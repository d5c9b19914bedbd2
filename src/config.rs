use serde_derive::Deserialize;

use log::{error, warn};
use std::fs;
use std::io;
use std::net::Ipv4Addr;
use std::path::{Path, PathBuf};
use std::time::Duration;

use crate::param::{CACHE_DIR, CONFIG_DIR, PUBLIC_DIR, SCRIPTS_DIR};

/// 可调参数文件名，位于 `<root>/config/` 下
pub const TUNABLES_FILE: &str = "tiger.toml";

/// 运行时可调参数，来自可选的 TOML 文件。
#[derive(Deserialize, Debug, Clone, PartialEq)]
pub struct Tunables {
    #[serde(default)]
    worker_threads: usize,
    #[serde(default = "default_read_timeout")]
    read_timeout: u64,
    #[serde(default = "default_php_binary")]
    php_binary: String,
    #[serde(default = "default_php_timeout")]
    php_timeout: u64,
}

fn default_read_timeout() -> u64 {
    10
}

fn default_php_binary() -> String {
    "php".to_string()
}

fn default_php_timeout() -> u64 {
    30
}

impl Default for Tunables {
    fn default() -> Self {
        Self {
            worker_threads: 0,
            read_timeout: default_read_timeout(),
            php_binary: default_php_binary(),
            php_timeout: default_php_timeout(),
        }
    }
}

impl Tunables {
    /// 从 TOML 文本构建；解析失败时记录错误并退回默认值
    pub fn from_toml_str(text: &str) -> Self {
        let mut raw: Tunables = match toml::from_str(text) {
            Ok(t) => t,
            Err(e) => {
                error!("无法从配置文件构建配置对象，使用默认配置：{}", e);
                Tunables::default()
            }
        };
        if raw.worker_threads == 0 {
            raw.worker_threads = num_cpus::get();
        }
        raw
    }

    /// 读取 `<root>/config/tiger.toml`，文件不存在时使用默认值
    pub fn from_root(root: &Path) -> Self {
        let filename = root.join(CONFIG_DIR).join(TUNABLES_FILE);
        match fs::read_to_string(&filename) {
            Ok(text) => Self::from_toml_str(&text),
            Err(e) if e.kind() == io::ErrorKind::NotFound => Self::from_toml_str(""),
            Err(e) => {
                warn!("无法读取配置文件{}：{}，使用默认配置", filename.display(), e);
                Self::from_toml_str("")
            }
        }
    }

    pub fn worker_threads(&self) -> usize {
        self.worker_threads
    }

    pub fn read_timeout(&self) -> Duration {
        Duration::from_secs(self.read_timeout)
    }

    pub fn php_binary(&self) -> &str {
        &self.php_binary
    }

    pub fn php_timeout(&self) -> Duration {
        Duration::from_secs(self.php_timeout)
    }
}

/// 进程级配置。启动前构建完毕，之后只读共享。
#[derive(Debug, Clone)]
pub struct ServerConfig {
    port: u16,
    root: PathBuf,
    whitelist: Option<Ipv4Addr>,
    mask: Option<Ipv4Addr>,
    disable_cache: bool,
    disable_redirect: bool,
    disable_error_pages: bool,
    tunables: Tunables,
}

impl ServerConfig {
    pub fn new(port: u16, root: PathBuf) -> Self {
        Self {
            port,
            root,
            whitelist: None,
            mask: None,
            disable_cache: false,
            disable_redirect: false,
            disable_error_pages: false,
            tunables: Tunables::default(),
        }
    }

    pub fn with_whitelist(mut self, whitelist: Option<Ipv4Addr>, mask: Option<Ipv4Addr>) -> Self {
        if whitelist.is_none() && mask.is_some() {
            warn!("指定了IP掩码但没有指定白名单，掩码将被忽略");
        }
        self.whitelist = whitelist;
        self.mask = mask;
        self
    }

    pub fn with_cache_disabled(mut self, disabled: bool) -> Self {
        self.disable_cache = disabled;
        self
    }

    pub fn with_redirect_disabled(mut self, disabled: bool) -> Self {
        self.disable_redirect = disabled;
        self
    }

    pub fn with_error_pages_disabled(mut self, disabled: bool) -> Self {
        self.disable_error_pages = disabled;
        self
    }

    pub fn with_tunables(mut self, tunables: Tunables) -> Self {
        self.tunables = tunables;
        self
    }

    /// 对端地址是否允许访问。
    ///
    /// 未配置白名单时全部放行；否则比较掩码后的地址，掩码缺省为
    /// `255.255.255.255`，即精确匹配。
    pub fn ip_allowed(&self, peer: Ipv4Addr) -> bool {
        match self.whitelist {
            None => true,
            Some(whitelist) => {
                let mask = u32::from(self.mask.unwrap_or(Ipv4Addr::BROADCAST));
                u32::from(peer) & mask == u32::from(whitelist) & mask
            }
        }
    }
}

impl ServerConfig {
    pub fn port(&self) -> u16 {
        self.port
    }

    pub fn root(&self) -> &Path {
        &self.root
    }

    pub fn public_dir(&self) -> PathBuf {
        self.root.join(PUBLIC_DIR)
    }

    pub fn cache_dir(&self) -> PathBuf {
        self.root.join(CACHE_DIR)
    }

    pub fn scripts_dir(&self) -> PathBuf {
        self.root.join(SCRIPTS_DIR)
    }

    pub fn disable_cache(&self) -> bool {
        self.disable_cache
    }

    pub fn disable_redirect(&self) -> bool {
        self.disable_redirect
    }

    pub fn disable_error_pages(&self) -> bool {
        self.disable_error_pages
    }

    pub fn tunables(&self) -> &Tunables {
        &self.tunables
    }
}

/// 解析点分十进制或 `0x` 前缀的十六进制 IPv4 地址
pub fn parse_ip(s: &str) -> Result<Ipv4Addr, String> {
    let s = s.trim();
    if let Some(hex) = s.strip_prefix("0x").or_else(|| s.strip_prefix("0X")) {
        return u32::from_str_radix(hex, 16)
            .map(Ipv4Addr::from)
            .map_err(|e| format!("无效的十六进制IP地址{}：{}", s, e));
    }
    s.parse::<Ipv4Addr>()
        .map_err(|e| format!("无效的IP地址{}：{}", s, e))
}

+++

## What the task asks
Your task is to restate, word for word, the lines from the beginning of the records to the line with "运行时可调参数，来自可选的 TOML 文件。", inclusive.

## Answer for this exercise
repository d5c9b19914bedbd2
filename src/config.rs
use serde_derive::Deserialize;

use log::{error, warn};
use std::fs;
use std::io;
use std::net::Ipv4Addr;
use std::path::{Path, PathBuf};
use std::time::Duration;

use crate::param::{CACHE_DIR, CONFIG_DIR, PUBLIC_DIR, SCRIPTS_DIR};

/// 可调参数文件名，位于 `<root>/config/` 下
pub const TUNABLES_FILE: &str = "tiger.toml";

/// 运行时可调参数，来自可选的 TOML 文件。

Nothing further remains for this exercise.